Among the important aspects to consider is whether you can afford the taxes associated with hiring a new employee. Additionally, it’s important to consider if you will be contributing to your employee’s health insurance or 401K plans.
Some estimates put the cost of hiring a new employee at $4,000, just for the upfront costs. The Bureau of Labor Statistics further estimates that the additional benefits provided for an employee who makes $50,000/year would be $14,950/year.
2. Have Your Paperwork in Order
Now that you’ve assessed whether or not you can afford the extra help, what kind of paperwork do you need to fill out and submit? As an established business, you should already have your EIN (Employer Identification Number).
This number will be essential when you set up your employee’s information. The information you will be setting up for your new hire will include tax-related paperwork, including their federal income tax withholding, federal wage and tax statement (including the employee’s W-2), and state taxes.
Additional paperwork that helps ensure a smooth transition with your potential employee is information and approval for a background check and a Form I-9 (which ascertains whether they can work in the United States).

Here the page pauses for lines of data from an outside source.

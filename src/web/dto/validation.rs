//! Validation utilities for Web API DTOs.

use axum::{
    async_trait,
    extract::{rejection::JsonRejection, FromRequest, Request},
    Json,
};
use serde::de::DeserializeOwned;
use validator::Validate;

use crate::web::error::ApiError;

/// A JSON extractor that validates the request body.
///
/// Deserializes the body and runs the `validator` rules on it. Failures are
/// reported with field-level details.
pub struct ValidatedJson<T>(pub T);

#[async_trait]
impl<S, T> FromRequest<S> for ValidatedJson<T>
where
    S: Send + Sync,
    T: DeserializeOwned + Validate,
    Json<T>: FromRequest<S, Rejection = JsonRejection>,
{
    type Rejection = ApiError;

    async fn from_request(req: Request, state: &S) -> Result<Self, Self::Rejection> {
        let Json(value) = Json::<T>::from_request(req, state)
            .await
            .map_err(|e| ApiError::bad_request(format!("Invalid JSON: {}", e)))?;

        value.validate().map_err(ApiError::from_validation_errors)?;

        Ok(ValidatedJson(value))
    }
}

// ============================================================================
// Custom Validators
// ============================================================================

/// Validate that a string does not contain control characters or NULL bytes.
pub fn no_control_chars(value: &str) -> Result<(), validator::ValidationError> {
    if value
        .chars()
        .any(|c| c.is_control() && c != '\n' && c != '\r' && c != '\t')
    {
        return Err(validator::ValidationError::new("no_control_chars")
            .with_message("Must not contain control characters".into()));
    }
    Ok(())
}

/// Validate that a string is not empty after trimming whitespace.
pub fn not_empty_trimmed(value: &str) -> Result<(), validator::ValidationError> {
    if value.trim().is_empty() {
        return Err(validator::ValidationError::new("not_empty_trimmed")
            .with_message("Must not be empty".into()));
    }
    Ok(())
}

/// Required single-line text: not blank and free of control characters.
pub fn required_text(value: &str) -> Result<(), validator::ValidationError> {
    not_empty_trimmed(value)?;
    if value.chars().any(|c| c.is_control()) {
        return Err(validator::ValidationError::new("required_text")
            .with_message("Must not contain control characters".into()));
    }
    Ok(())
}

When you have moved forward with your new hire, it’s also important to report your new employee to the Small Business istration (SBA).
3. How to Protect Your Business
Now that you’ve hired a new employee, it’s vital that both parties are protected. The most important way that you can do this is by purchasing workers’ compensation insurance. Workers’ compensation is no-fault liability insurance that helps protect the employer from unforeseen injury to their employee and any accompanying costs associated with the injury.
Subsequently, this insurance also helps to protect the employee and provides them with help and coverage if/when an accident or injury does occur.
4. How to Find a Qualified Candidate
Now that you know the essentials of what you will need to do before hiring a new employee and how to protect yourself and your business once you do, it’s time to start looking. Living in the digital age, there is no limit to your ability to find a qualified candidate online.
That being said, sometimes looking closer to home and getting a referral can be just as valuable. Depending on what kind of business you have, perhaps the avid customer would love a chance to work in the amazing environment you are creating.
Whatever your choice, there’s an abundance of qualified candidates in the marketplace. As you build your business, that the atmosphere and environment you are creating will be influenced by who you hire.
Look for someone who embodies your business’s values. When you do this, you are sure to find a dedicated individual who meets your needs and helps you continue to grow.